▶ _Task directions_:
Beginning with the first line and ending with the one containing "#[async_trait]", copy the lines of the listing below exactly; omit everything else.

▶ _Material provided_:
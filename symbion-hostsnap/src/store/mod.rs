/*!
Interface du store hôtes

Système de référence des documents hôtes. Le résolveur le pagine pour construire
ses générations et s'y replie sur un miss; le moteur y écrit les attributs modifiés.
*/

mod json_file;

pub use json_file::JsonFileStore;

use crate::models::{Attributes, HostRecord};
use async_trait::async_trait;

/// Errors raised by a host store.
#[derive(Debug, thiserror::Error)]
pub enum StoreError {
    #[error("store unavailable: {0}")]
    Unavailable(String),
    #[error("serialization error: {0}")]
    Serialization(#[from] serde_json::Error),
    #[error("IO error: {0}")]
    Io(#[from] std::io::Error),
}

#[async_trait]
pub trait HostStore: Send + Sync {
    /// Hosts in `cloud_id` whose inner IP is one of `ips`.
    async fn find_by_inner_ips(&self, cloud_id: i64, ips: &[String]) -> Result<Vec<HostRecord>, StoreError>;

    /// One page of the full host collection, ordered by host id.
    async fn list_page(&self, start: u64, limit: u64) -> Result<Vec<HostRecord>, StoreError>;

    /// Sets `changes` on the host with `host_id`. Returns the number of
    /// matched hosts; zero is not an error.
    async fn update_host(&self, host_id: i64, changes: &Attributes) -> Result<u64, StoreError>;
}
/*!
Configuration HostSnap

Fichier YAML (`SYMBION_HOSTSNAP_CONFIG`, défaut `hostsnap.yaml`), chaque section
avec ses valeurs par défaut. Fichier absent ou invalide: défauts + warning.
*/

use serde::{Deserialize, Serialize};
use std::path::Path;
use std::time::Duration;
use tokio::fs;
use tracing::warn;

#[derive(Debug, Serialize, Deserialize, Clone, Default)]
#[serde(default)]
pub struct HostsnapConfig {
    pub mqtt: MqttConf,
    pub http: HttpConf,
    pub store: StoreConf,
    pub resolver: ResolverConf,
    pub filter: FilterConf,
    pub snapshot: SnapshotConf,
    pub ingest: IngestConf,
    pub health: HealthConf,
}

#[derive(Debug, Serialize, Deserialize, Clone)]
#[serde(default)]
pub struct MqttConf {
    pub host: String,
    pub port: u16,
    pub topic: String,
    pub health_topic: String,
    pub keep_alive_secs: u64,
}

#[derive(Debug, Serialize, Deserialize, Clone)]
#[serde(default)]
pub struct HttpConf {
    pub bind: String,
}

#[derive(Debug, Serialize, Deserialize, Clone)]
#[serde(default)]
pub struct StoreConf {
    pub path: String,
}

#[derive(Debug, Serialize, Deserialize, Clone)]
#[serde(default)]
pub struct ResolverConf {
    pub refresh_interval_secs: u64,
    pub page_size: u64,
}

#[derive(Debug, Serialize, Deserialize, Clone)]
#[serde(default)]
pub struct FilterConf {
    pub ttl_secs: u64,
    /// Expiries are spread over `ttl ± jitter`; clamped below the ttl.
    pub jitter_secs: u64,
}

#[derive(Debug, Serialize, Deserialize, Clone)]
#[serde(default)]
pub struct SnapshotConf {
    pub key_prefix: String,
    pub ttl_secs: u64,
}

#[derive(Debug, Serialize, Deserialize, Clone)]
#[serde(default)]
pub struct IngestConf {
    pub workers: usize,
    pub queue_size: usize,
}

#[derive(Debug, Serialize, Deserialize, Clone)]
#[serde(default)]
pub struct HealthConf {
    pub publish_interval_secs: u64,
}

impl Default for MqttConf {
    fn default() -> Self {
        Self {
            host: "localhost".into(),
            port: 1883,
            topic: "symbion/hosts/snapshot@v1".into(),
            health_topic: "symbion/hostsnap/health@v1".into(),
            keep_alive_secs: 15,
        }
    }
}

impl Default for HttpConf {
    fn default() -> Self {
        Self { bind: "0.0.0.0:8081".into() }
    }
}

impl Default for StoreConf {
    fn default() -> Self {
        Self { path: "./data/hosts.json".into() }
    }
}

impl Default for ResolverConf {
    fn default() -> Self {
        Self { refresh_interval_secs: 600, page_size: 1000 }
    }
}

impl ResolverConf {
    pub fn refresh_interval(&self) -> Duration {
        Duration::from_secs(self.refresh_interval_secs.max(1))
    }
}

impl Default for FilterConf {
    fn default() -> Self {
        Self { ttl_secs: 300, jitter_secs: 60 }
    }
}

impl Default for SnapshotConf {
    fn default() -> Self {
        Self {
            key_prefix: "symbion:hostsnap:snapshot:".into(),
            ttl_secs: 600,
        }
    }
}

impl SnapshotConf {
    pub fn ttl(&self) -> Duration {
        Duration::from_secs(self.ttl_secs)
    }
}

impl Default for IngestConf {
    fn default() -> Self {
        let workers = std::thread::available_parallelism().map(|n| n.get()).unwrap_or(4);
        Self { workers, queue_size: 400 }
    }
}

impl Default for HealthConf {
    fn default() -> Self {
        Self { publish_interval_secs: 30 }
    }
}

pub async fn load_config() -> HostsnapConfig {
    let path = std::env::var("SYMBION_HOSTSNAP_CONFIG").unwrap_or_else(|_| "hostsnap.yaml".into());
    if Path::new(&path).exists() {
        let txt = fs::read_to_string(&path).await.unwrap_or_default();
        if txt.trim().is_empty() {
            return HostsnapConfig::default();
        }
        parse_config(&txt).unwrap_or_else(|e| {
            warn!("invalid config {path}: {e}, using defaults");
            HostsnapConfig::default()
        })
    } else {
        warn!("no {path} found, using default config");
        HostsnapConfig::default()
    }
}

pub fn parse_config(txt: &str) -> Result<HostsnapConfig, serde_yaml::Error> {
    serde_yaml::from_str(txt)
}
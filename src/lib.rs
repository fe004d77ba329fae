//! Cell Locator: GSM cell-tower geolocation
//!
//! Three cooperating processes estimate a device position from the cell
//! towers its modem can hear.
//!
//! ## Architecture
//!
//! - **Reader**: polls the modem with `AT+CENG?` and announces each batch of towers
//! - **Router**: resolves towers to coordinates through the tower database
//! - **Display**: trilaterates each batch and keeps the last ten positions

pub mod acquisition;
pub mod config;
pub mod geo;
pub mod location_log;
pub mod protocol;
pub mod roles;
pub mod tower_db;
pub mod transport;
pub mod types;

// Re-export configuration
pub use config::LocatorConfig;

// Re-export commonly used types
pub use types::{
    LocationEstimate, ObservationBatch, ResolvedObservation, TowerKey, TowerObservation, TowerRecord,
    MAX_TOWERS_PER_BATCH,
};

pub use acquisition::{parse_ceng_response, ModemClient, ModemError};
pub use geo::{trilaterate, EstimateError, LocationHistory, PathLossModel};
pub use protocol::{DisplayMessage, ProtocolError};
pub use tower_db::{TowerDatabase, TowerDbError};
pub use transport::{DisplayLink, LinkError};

▶ _Output of the task_:
filename symbion-hostsnap/src/store/mod.rs
/*!
Interface du store hôtes

Système de référence des documents hôtes. Le résolveur le pagine pour construire
ses générations et s'y replie sur un miss; le moteur y écrit les attributs modifiés.
*/

mod json_file;

pub use json_file::JsonFileStore;

use crate::models::{Attributes, HostRecord};
use async_trait::async_trait;

/// Errors raised by a host store.
#[derive(Debug, thiserror::Error)]
pub enum StoreError {
    #[error("store unavailable: {0}")]
    Unavailable(String),
    #[error("serialization error: {0}")]
    Serialization(#[from] serde_json::Error),
    #[error("IO error: {0}")]
    Io(#[from] std::io::Error),
}

#[async_trait]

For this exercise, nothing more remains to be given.